Beyond a purely compliance-oriented approach, outdoor lighting is becoming a dynamic element in our urban landscapes, and is being used to reshape them, in an integrated manner, both in new buildings and in the restoration of the existing architectural stock, with three lighting approaches:

  • Functional: Focused on the optimisation of certain areas such as roadways, paths, or entrances. To cover this first functional level, we need to comply with lighting requirements at ground level and uniformities, according to guidelines to ensure safe and optimal operation. 
  • Ambient: This refers to general ambient lighting and takes into account visual comfort and the creation of ambiance, as well as vertical lighting that allows for correct facial recognition.
  • Emotional: This is used to highlight certain elements, areas, or structures. It provides an environmental visual identity, which facilitates the development of the city's identity, allowing for environments that stimulate the use of urban spaces, beyond their functional needs.

Human scale lighting

Towards the end of the 1980s, people began to talk about "human scale development", which advocated a new way of understanding the concept of development, based on improving people's quality of life. In this context, outdoor lighting is also understood as creating lighting for our well-being; this light isn’t only designed for visual comfort, but also to create other stimuli apart from the simply visual ones.

The concept of "domestication of spaces", which applies the concepts of comfort, well-being and safety to public spaces, encompasses lighting solutions that facilitate:

  • Proximity-based lighting, which brings the light source or the element to be illuminated closer to the action, creating much more pleasant lighting ambiences, and at the same time reducing the building’s energy consumption. This is possible thanks to solutions such as DUIT, minimally intrusive luminaires, with controlled luminous fluxes and a wide range of optics available, in order to direct the lighting to the element to be illuminated.
  • The application of warmer, less intrusive and less polluting colour temperatures by reducing harmful blue light emissions.

Responsible lighting

Sustainability is at the heart of human-scale development as well as in the way new urban spaces are designed. Outdoor lighting plays a key role in ensuring that the outdoor architectural space of buildings and cities is sustainable in terms of energy efficiency and in reducing the impact of its carbon footprint. We do so by opting for LED technology which has a longer life and lower consumption than other technologies, and, together with renewable energies, contributes greatly to the reduction of CO₂ emissions.
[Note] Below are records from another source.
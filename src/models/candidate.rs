//! Gap candidate from the pre-market scanner watchlist.

use rust_decimal::Decimal;
use serde::{Deserialize, Serialize};

/// One row of the scanner's ranked watchlist.
///
/// Produced externally (the scanner handles news/quote collection) and
/// loaded from a JSON file; the gap selector re-scores and filters but
/// never re-derives these.
#[derive(Debug, Clone, Serialize, Deserialize)]
pub struct Candidate {
    pub symbol: String,

    /// Current (pre-market or open) price
    pub price: Decimal,

    pub prev_close: Decimal,

    /// Gap from previous close, percent
    pub gap_pct: Decimal,

    /// Session volume so far
    pub volume: u64,

    /// Trailing average daily volume; 0 when unknown
    #[serde(default)]
    pub avg_volume: u64,

    /// Day's high/low so far
    #[serde(default)]
    pub day_high: Decimal,
    #[serde(default)]
    pub day_low: Decimal,

    /// Headline driving the gap, if the scanner found one
    #[serde(default)]
    pub catalyst: Option<String>,

    /// Selector-assigned score; 0 until scored
    #[serde(default)]
    pub score: Decimal,
}

impl Candidate {
    /// Session volume relative to average. None when no average is known.
    pub fn relative_volume(&self) -> Option<Decimal> {
        if self.avg_volume == 0 {
            return None;
        }
        Some(Decimal::from(self.volume) / Decimal::from(self.avg_volume))
    }
}

/// Load a ranked watchlist from the scanner's JSON output.
pub fn load_watchlist(path: &std::path::Path) -> anyhow::Result<Vec<Candidate>> {
    let raw = std::fs::read_to_string(path)?;
    let candidates: Vec<Candidate> = serde_json::from_str(&raw)?;
    Ok(candidates)
}

#[cfg(test)]
mod tests {
    use super::*;
    use rust_decimal_macros::dec;

    #[test]
    fn test_relative_volume() {
        let mut c = Candidate {
            symbol: "ABCD".to_string(),
            price: dec!(7.50),
            prev_close: dec!(6.00),
            gap_pct: dec!(25),
            volume: 4_000_000,
            avg_volume: 800_000,
            day_high: dec!(7.80),
            day_low: dec!(6.90),
            catalyst: None,
            score: Decimal::ZERO,
        };
        assert_eq!(c.relative_volume(), Some(dec!(5)));

        c.avg_volume = 0;
        assert_eq!(c.relative_volume(), None);
    }

    #[test]
    fn test_watchlist_json_shape() {
        let raw = r#"[{
            "symbol": "ABCD",
            "price": "7.50",
            "prev_close": "6.00",
            "gap_pct": "25.0",
            "volume": 4000000,
            "avg_volume": 800000,
            "catalyst": "FDA approval granted"
        }]"#;
        let list: Vec<Candidate> = serde_json::from_str(raw).unwrap();
        assert_eq!(list.len(), 1);
        assert_eq!(list[0].symbol, "ABCD");
        assert_eq!(list[0].catalyst.as_deref(), Some("FDA approval granted"));
        assert_eq!(list[0].score, Decimal::ZERO);
    }
}
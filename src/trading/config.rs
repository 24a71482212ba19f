//! Engine configuration.

use rust_decimal::Decimal;
use rust_decimal_macros::dec;
use serde::{Deserialize, Serialize};

/// Top-level engine configuration, one section per component.
#[derive(Debug, Clone, Serialize, Deserialize)]
#[serde(default)]
pub struct EngineConfig {
    /// Underlying to scalp options on (momentum mode)
    pub underlying: String,

    /// Seconds between loop ticks
    pub poll_interval_secs: u64,

    pub signal: SignalConfig,
    pub selector: SelectorConfig,
    pub risk: RiskConfig,
    pub sizer: SizerConfig,
    pub executor: ExecutorConfig,
    pub exits: ExitConfig,
    pub hours: HoursConfig,
}

impl Default for EngineConfig {
    fn default() -> Self {
        Self {
            underlying: "SPY".to_string(),
            poll_interval_secs: 5,
            signal: SignalConfig::default(),
            selector: SelectorConfig::default(),
            risk: RiskConfig::default(),
            sizer: SizerConfig::default(),
            executor: ExecutorConfig::default(),
            exits: ExitConfig::default(),
            hours: HoursConfig::default(),
        }
    }
}

/// Momentum signal detection.
#[derive(Debug, Clone, Serialize, Deserialize)]
#[serde(default)]
pub struct SignalConfig {
    /// Move required to fire, dollars (absolute mode) or percent
    pub threshold: Decimal,

    /// Interpret `threshold` as percent of the reference price
    pub threshold_is_percent: bool,

    /// Seconds the move must happen within
    pub window_secs: i64,
}

impl Default for SignalConfig {
    fn default() -> Self {
        Self {
            threshold: dec!(1.50),      // $1.50 move on the underlying
            threshold_is_percent: false,
            window_secs: 120,
        }
    }
}

/// Candidate filters and scoring.
#[derive(Debug, Clone, Serialize, Deserialize)]
#[serde(default)]
pub struct SelectorConfig {
    /// Target |delta| for option selection
    pub target_delta: Decimal,

    /// Minimum mid premium, dollars per contract point
    pub min_premium: Decimal,

    /// Maximum spread as a fraction of mid
    pub max_spread_pct: Decimal,

    pub min_volume: u64,
    pub min_open_interest: u64,

    /// Gap-selector price band
    pub min_price: Decimal,
    pub max_price: Decimal,

    /// Minimum gap percent to consider
    pub min_gap_pct: Decimal,

    /// Minimum relative volume when an average is known
    pub min_relative_volume: Decimal,
}

impl Default for SelectorConfig {
    fn default() -> Self {
        Self {
            target_delta: dec!(0.45),
            min_premium: dec!(0.30),
            max_spread_pct: dec!(0.15),
            min_volume: 100,
            min_open_interest: 500,
            min_price: dec!(2.00),
            max_price: dec!(30.00),
            min_gap_pct: dec!(10),
            min_relative_volume: dec!(2),
        }
    }
}

/// Account-level guardrails.
#[derive(Debug, Clone, Serialize, Deserialize)]
#[serde(default)]
pub struct RiskConfig {
    /// Daily realized loss that suspends trading, dollars
    pub max_daily_loss: Decimal,

    /// Max position cost as percent of account equity
    pub max_position_pct: Decimal,

    pub max_trades_per_day: u32,
    pub max_consecutive_losses: u32,

    /// Day-trade cap for cash accounts (unsettled-cash proxy)
    pub cash_account_max_trades: u32,
}

impl Default for RiskConfig {
    fn default() -> Self {
        Self {
            max_daily_loss: dec!(500),
            max_position_pct: dec!(50),
            max_trades_per_day: 6,
            max_consecutive_losses: 3,
            cash_account_max_trades: 3,
        }
    }
}

/// Position sizing inputs.
#[derive(Debug, Clone, Serialize, Deserialize)]
#[serde(default)]
pub struct SizerConfig {
    /// Percent of equity risked per trade
    pub risk_pct: Decimal,

    /// Hard dollar cap on per-trade risk
    pub hard_risk_cap: Decimal,

    /// Cash kept free of any position
    pub cash_buffer: Decimal,
}

impl Default for SizerConfig {
    fn default() -> Self {
        Self {
            risk_pct: dec!(3),
            hard_risk_cap: dec!(150),
            cash_buffer: dec!(100),
        }
    }
}

/// Chase-loop order execution.
#[derive(Debug, Clone, Serialize, Deserialize)]
#[serde(default)]
pub struct ExecutorConfig {
    /// Initial limit offset beyond the touch
    pub limit_offset: Decimal,

    /// Re-price step per chase attempt
    pub chase_increment: Decimal,

    /// Extra cross beyond the touch for the emergency exit
    pub emergency_offset: Decimal,

    pub max_attempts: u32,
    pub order_timeout_secs: u64,
    pub poll_interval_ms: u64,
}

impl Default for ExecutorConfig {
    fn default() -> Self {
        Self {
            limit_offset: dec!(0.05),
            chase_increment: dec!(0.05),
            emergency_offset: dec!(0.10),
            max_attempts: 3,
            order_timeout_secs: 15,
            poll_interval_ms: 1_000,
        }
    }
}

/// Exit ladder thresholds.
#[derive(Debug, Clone, Serialize, Deserialize)]
#[serde(default)]
pub struct ExitConfig {
    /// Stop distance from entry, percent
    pub stop_loss_pct: Decimal,

    /// Gain that triggers the partial take-profit, percent
    pub partial_tp_pct: Decimal,

    /// Fraction of the position closed at the partial (0..1)
    pub partial_fraction: Decimal,

    /// Gain that arms the trailing stop, percent
    pub trailing_activation_pct: Decimal,

    /// Trail distance below the high-water mark, percent
    pub trailing_distance_pct: Decimal,

    pub max_hold_minutes: i64,
}

impl Default for ExitConfig {
    fn default() -> Self {
        Self {
            stop_loss_pct: dec!(25),
            partial_tp_pct: dec!(50),
            partial_fraction: dec!(0.5),
            trailing_activation_pct: dec!(30),
            trailing_distance_pct: dec!(15),
            max_hold_minutes: 45,
        }
    }
}

/// Session clock (exchange local time).
#[derive(Debug, Clone, Serialize, Deserialize)]
#[serde(default)]
pub struct HoursConfig {
    pub open: String,
    pub close: String,
    pub no_entries_after: String,
    pub eod_exit: String,
}

impl Default for HoursConfig {
    fn default() -> Self {
        Self {
            open: "09:30".to_string(),
            close: "16:00".to_string(),
            no_entries_after: "11:30".to_string(),
            eod_exit: "15:50".to_string(),
        }
    }
}

impl EngineConfig {
    /// Load from a JSON file, falling back to defaults per missing field.
    pub fn from_file(path: &std::path::Path) -> anyhow::Result<Self> {
        let raw = std::fs::read_to_string(path)?;
        Ok(serde_json::from_str(&raw)?)
    }
}

#[cfg(test)]
mod tests {
    use super::*;

    #[test]
    fn test_partial_config_file_keeps_defaults() {
        let raw = r#"{
            "underlying": "QQQ",
            "signal": { "threshold": "2.00" }
        }"#;
        let config: EngineConfig = serde_json::from_str(raw).unwrap();
        assert_eq!(config.underlying, "QQQ");
        assert_eq!(config.signal.threshold, rust_decimal_macros::dec!(2.00));
        // untouched sections keep their defaults
        assert_eq!(config.signal.window_secs, 120);
        assert_eq!(config.executor.max_attempts, 3);
        assert_eq!(config.hours.eod_exit, "15:50");
    }
}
But what else can we do to provide responsible lighting solutions? Well, one way is by providing solutions that minimise light pollution. Outdoor architectural lighting should eliminate light emissions in the upper hemisphere by using efficient, easily integrated and environmentally friendly solutions. Duit, developed and designed under the "Living Centric Life" concept, aims to meet the strictest standards to encourage the following applications:

  • Products developed usingr Ecodesign principles
  • Planning of proximity lighting
  • The use of light sources with environmentally friendly amber temperatures and light spectra

Cities and communities are starting to adopt technologies that help them to improve their operations through intelligence and control.

The implementation of smart lighting, whose fundamental principles are innovation, connectivity, and automation, aims to increase people's quality of life and optimise resources, in line with the idea of sustainable and human urban development.